We recently reported that Fc mu R on NK cells is a signal transducing protein that stimulates a rapid increase in the level of cytoplasmic free calcium upon binding of IgM. This study was designed to examine signal transduction via the Fc mu R on NK cells and to characterize intracellular second messengers activated by IgM. Immunoprecipitation of IgM-bound Fc mu R by IgM-specific Ab coimmunoprecipitated the zeta- and Fc epsilon RI gamma-chains. Furthermore, engagement and clustering of Fc mu R by polyclonal IgM induced tyrosine phosphorylation of the zeta- and Fc epsilon RI gamma-chains, indicating their functional association with the Fc mu R-induced signal transduction cascade. Ligand-induced clustering of the Fc mu R also induced activity of src family kinases, Lck, Fyn, Lyn, and Src, as well as their physical interaction with the receptor. Triggering via Fc mu R also induced the activity of Syk and Zap-70, tyrosine kinases demonstrated to associate with zeta and Lck.
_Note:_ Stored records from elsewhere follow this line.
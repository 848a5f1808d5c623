//! Scene node descriptor types.
//!
//! All types use plain arrays (`[f32; 16]`) instead of math library types to
//! keep the core crate free of `glam`. Convert as needed:
//! `Mat4::from_cols_array(&node.tint)`.

use serde::{Deserialize, Serialize};

/// Column-major 4x4 identity matrix.
#[rustfmt::skip]
pub const IDENTITY_TINT: [f32; 16] = [
    1.0, 0.0, 0.0, 0.0,
    0.0, 1.0, 0.0, 0.0,
    0.0, 0.0, 1.0, 0.0,
    0.0, 0.0, 0.0, 1.0,
];

fn default_tint() -> [f32; 16] {
    IDENTITY_TINT
}

fn default_scale() -> f32 {
    1.0
}

/// One body in a tree of orbiting bodies.
///
/// A node spins around its own Y axis and is scaled; its children sit
/// `distance_from_parent` along the parent's X axis and orbit the parent
/// around its Y axis. Speeds are radians per simulation time unit.
///
/// Nodes form a rooted tree with owned children, so cycles cannot be built.
/// Descriptors are immutable while a frame is being rendered.
#[derive(Debug, Clone, PartialEq, Serialize, Deserialize)]
pub struct SceneNodeDescriptor {
    /// Node name, if any. Only used for diagnostics.
    #[serde(default, skip_serializing_if = "Option::is_none")]
    pub name: Option<String>,
    /// Uniform scale applied to this node only (not to its children).
    #[serde(default = "default_scale")]
    pub scale: f32,
    /// Offset of this node's children along the X axis.
    #[serde(default)]
    pub distance_from_parent: f32,
    /// Orbit rate of this node's children around it.
    #[serde(default)]
    pub rotation_speed_around_parent: f32,
    /// Spin rate of this node around its own Y axis.
    #[serde(default)]
    pub rotation_speed_around_self: f32,
    /// Column-major color-modulation matrix.
    #[serde(default = "default_tint")]
    pub tint: [f32; 16],
    /// Child nodes in draw order.
    #[serde(default, skip_serializing_if = "Vec::is_empty")]
    pub children: Vec<SceneNodeDescriptor>,
}

impl SceneNodeDescriptor {
    /// Create a unit-scale, motionless node with an identity tint and no children.
    pub fn new() -> Self {
        Self {
            name: None,
            scale: 1.0,
            distance_from_parent: 0.0,
            rotation_speed_around_parent: 0.0,
            rotation_speed_around_self: 0.0,
            tint: IDENTITY_TINT,
            children: Vec::new(),
        }
    }

    /// Set the node name.
    #[must_use]
    pub fn with_name(mut self, name: impl Into<String>) -> Self {
        self.name = Some(name.into());
        self
    }

    /// Set the uniform scale.
    #[must_use]
    pub fn with_scale(mut self, scale: f32) -> Self {
        self.scale = scale;
        self
    }

    /// Set the distance between this node and its children.
    #[must_use]
    pub fn with_distance_from_parent(mut self, distance: f32) -> Self {
        self.distance_from_parent = distance;
        self
    }

    /// Set the rate at which children orbit this node.
    #[must_use]
    pub fn with_rotation_speed_around_parent(mut self, speed: f32) -> Self {
        self.rotation_speed_around_parent = speed;
        self
    }

    /// Set the spin rate around this node's own axis.
    #[must_use]
    pub fn with_rotation_speed_around_self(mut self, speed: f32) -> Self {
        self.rotation_speed_around_self = speed;
        self
    }

    /// Set the tint matrix (column-major).
    #[must_use]
    pub fn with_tint(mut self, tint: [f32; 16]) -> Self {
        self.tint = tint;
        self
    }

    /// Set a diagonal tint that scales each RGBA channel.
    #[must_use]
    pub fn with_color(self, color: [f32; 4]) -> Self {
        let mut tint = IDENTITY_TINT;
        for (channel, value) in color.into_iter().enumerate() {
            tint[channel * 5] = value;
        }
        self.with_tint(tint)
    }

    /// Append a child node.
    #[must_use]
    pub fn with_child(mut self, child: SceneNodeDescriptor) -> Self {
        self.children.push(child);
        self
    }

    /// Returns true if this node has no children.
    pub fn is_leaf(&self) -> bool {
        self.children.is_empty()
    }

    /// Total number of nodes in this sub-tree, including this node.
    pub fn node_count(&self) -> usize {
        1 + self.children.iter().map(Self::node_count).sum::<usize>()
    }

    /// Number of levels in this sub-tree (1 for a leaf).
    pub fn depth(&self) -> usize {
        1 + self.children.iter().map(Self::depth).max().unwrap_or(0)
    }

    /// Visit every node depth-first in draw order.
    pub fn walk(&self, visitor: &mut impl FnMut(&SceneNodeDescriptor)) {
        visitor(self);
        for child in &self.children {
            child.walk(visitor);
        }
    }
}

impl Default for SceneNodeDescriptor {
    fn default() -> Self {
        Self::new()
    }
}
Phospholipase C-gamma 1 and phosphatidylinositol 3-kinase were identified as substrates phosphorylated on tyrosine, as down-stream components of the signaling pathway activated in NK cells by polyclonal IgM. Although the Fc mu R on NK cells has not yet been biochemically characterized, our results suggest that the zeta- and Fc epsilon RI gamma-chains are functional subunits of this as well as other important cell surface receptors and that the Fc mu R is coupled either directly or indirectly to nonreceptor tyrosine kinases, which phosphorylate and thereby activate regulatory enzymes such as phospholipase C-gamma 1 and phosphatidylinositol 3-kinase.